Tommy Orange é um autor nativo-americano que se autodenomina “indio”, embora considere o uso do termo por outros ofensivo. Nascido em Oakland, Califórnia, ele é cheyene e arapajó de Oklahoma. Sua obra “Ni aquí ni allí”, lançada em dois mil e dezoito, retrata a vida de personagens nativos de diferentes gerações e foi amplamente reconhecida, recebendo prêmios como o de melhor nova voz pela crítica literária nos Estados Unidos e sendo finalista do Pulitzer em dois mil e dezenove.
Recentemente, Orange lançou “Estrellas errantes”, que é tanto uma prequela quanto uma sequência de seu livro anterior. A nova obra retoma a história dos irmãos Red Feather e suas avós, Opal e Jacquie, e aborda temas contemporâneos como a crise dos opioides e a identidade nativa. O autor entrelaça eventos históricos, como a masacre de Sand Creek em mil oitocentos e sessenta e quatro, com questões atuais que afetam a comunidade nativa, incluindo tiroteios em massa e abandono escolar.
Embora Orange negue ser um ativista, suas obras refletem a luta pela preservação da cultura nativa em um contexto contemporâneo. Ele destaca a dificuldade de transmitir tradições em meio à cultura dominante dos Estados Unidos e à influência da internet. O autor acredita que, apesar dos desafios, há um renascimento da cultura nativo-americana, evidenciado por novas vozes na literatura e nas artes.
Em suas reflexões, Orange critica a categorização imposta pelo governo dos Estados Unidos, que ignora a diversidade entre as 574 nações reconhecidas. Ele observa que a luta pela identidade e pelo reconhecimento cultural continua, especialmente em um cenário político que, segundo ele, ainda perpetua a opressão. Atualmente, Orange está trabalhando em um novo livro que explorará diferentes temas, sem se restringir à saga dos Red Feather.
Tommy Orange, autor nativo-americano, utiliza a palavra “indio” para se autodenominar, mas considera que seu uso por outros pode ser ofensivo e redutivo. Nascido em Oakland, California, ele é cheyene e arapajó de Oklahoma.
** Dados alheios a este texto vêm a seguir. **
// SPDX-License-Identifier: MPL-2.0
//! Intake error types.

use std::fmt;

/// Errors raised by intake batch operations.
#[derive(Debug, Clone, PartialEq, Eq)]
pub enum IntakeError {
    /// A removal index fell outside `[0, len)`.
    IndexOutOfRange {
        /// Requested index.
        index: usize,
        /// Length of the batch at the time of the call.
        len: usize,
    },

    /// A submission was attempted with nothing selected.
    EmptyBatch,
}

impl IntakeError {
    /// Returns the title used when the error is surfaced as an alert.
    #[must_use]
    pub fn title(&self) -> &'static str {
        match self {
            IntakeError::IndexOutOfRange { .. } => "Invalid selection",
            IntakeError::EmptyBatch => "No files selected",
        }
    }
}

impl fmt::Display for IntakeError {
    fn fmt(&self, f: &mut fmt::Formatter<'_>) -> fmt::Result {
        match self {
            IntakeError::IndexOutOfRange { index, len } => {
                write!(f, "index {} is out of range for a batch of {}", index, len)
            }
            IntakeError::EmptyBatch => write!(f, "Please select files to upload."),
        }
    }
}

impl std::error::Error for IntakeError {}

#[cfg(test)]
mod tests {
    use super::*;

    #[test]
    fn display_includes_index_and_len() {
        let err = IntakeError::IndexOutOfRange { index: 5, len: 2 };
        assert_eq!(err.to_string(), "index 5 is out of range for a batch of 2");
    }

    #[test]
    fn empty_batch_has_user_facing_text() {
        assert_eq!(IntakeError::EmptyBatch.title(), "No files selected");
        assert_eq!(
            IntakeError::EmptyBatch.to_string(),
            "Please select files to upload."
        );
    }
}
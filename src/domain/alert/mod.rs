// SPDX-License-Identifier: MPL-2.0
//! Alert domain types.
//!
//! Records are immutable once built; their lifecycle is owned by
//! [`crate::alerts::AlertManager`].

pub mod kind;
pub mod newtypes;
pub mod record;

pub use kind::{AlertKind, UnknownAlertKind};
pub use newtypes::{DetectionPeriod, HistoryCapacity, TickInterval};
pub use record::{AlertId, AlertRecord, DEFAULT_LIFETIME};
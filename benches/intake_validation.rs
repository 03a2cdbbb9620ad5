// SPDX-License-Identifier: MPL-2.0
//! Benchmarks for upload batch validation.

use criterion::{criterion_group, criterion_main, Criterion};
use crimewatch::domain::intake::{CandidateFile, IntakePolicy};
use crimewatch::intake;
use std::hint::black_box;

/// A mixed selection: supported, unsupported and oversized files.
fn mixed_selection(count: usize) -> Vec<CandidateFile> {
    (0..count)
        .map(|i| match i % 3 {
            0 => CandidateFile::new(format!("frame-{i}.png"), 2_048, "image/png"),
            1 => CandidateFile::new(format!("clip-{i}.mkv"), 4_096, "video/x-matroska"),
            _ => CandidateFile::new(format!("raw-{i}.mp4"), u64::MAX, "video/mp4"),
        })
        .collect()
}

fn bench_validate_and_merge(c: &mut Criterion) {
    let mut group = c.benchmark_group("intake_validation");

    let policy = IntakePolicy {
        max_batch_size: 64,
        ..IntakePolicy::default()
    };
    let existing = vec![CandidateFile::new("existing.jpg", 1_024, "image/jpeg")];
    let incoming = mixed_selection(96);

    group.bench_function("validate_96_files", |b| {
        b.iter(|| {
            black_box(intake::validate_and_merge(
                black_box(&existing),
                black_box(&incoming),
                &policy,
            ));
        });
    });

    group.bench_function("format_file_size", |b| {
        b.iter(|| black_box(intake::format_file_size(black_box(157_286_400))));
    });

    group.finish();
}

criterion_group!(benches, bench_validate_and_merge);
criterion_main!(benches);
// SPDX-License-Identifier: MPL-2.0
//! File intake domain types.
//!
//! This module contains the descriptors and rules used by
//! [`crate::intake`], independent of any file system access.

pub mod file;
pub mod policy;
pub mod rejection;

pub use file::{CandidateFile, FileCategory};
pub use policy::{
    IntakePolicy, DEFAULT_ACCEPTED_MIME_TYPES, DEFAULT_MAX_BATCH_SIZE, DEFAULT_MAX_FILE_SIZE_BYTES,
};
pub use rejection::{Rejection, RejectionReason};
Sua obra “Ni aquí ni allí” (2018) retrata a vida de personagens nativos de diferentes gerações e foi aclamada, recebendo prêmios como o de melhor nova voz pela crítica literária nos Estados Unidos e sendo finalista do Pulitzer em 2019.
Recentemente, Orange lançou “Estrellas errantes”, que é tanto uma prequela quanto uma sequência de sua obra anterior. O livro, que aborda temas contemporâneos como a crise dos opioides e a identidade nativa, retoma a história dos irmãos Red Feather e suas avós, Opal e Jacquie. A narrativa entrelaça eventos históricos, como a masacre de Sand Creek em 1864, com questões atuais que afetam a comunidade nativa, como tiroteios em massa e abandono escolar.
Orange nega ser um ativista, mas suas obras refletem a luta pela preservação da cultura nativa em um contexto contemporâneo. Ele destaca a dificuldade de transmitir tradições em meio à cultura dominante dos Estados Unidos e à influência da internet. O autor acredita que, apesar dos desafios, há um renascimento da cultura nativo-americana, evidenciado por novas vozes na literatura e nas artes.
Em suas reflexões, Orange critica a categorização imposta pelo governo dos Estados Unidos, que ignora a diversidade entre as 574 nações reconhecidas. Ele observa que a luta pela identidade e pelo reconhecimento cultural continua, especialmente em um cenário político que, segundo ele, ainda perpetua a opressão. O autor está atualmente trabalhando em um novo livro que explorará diferentes temas, sem se restringir à saga dos Red Feather.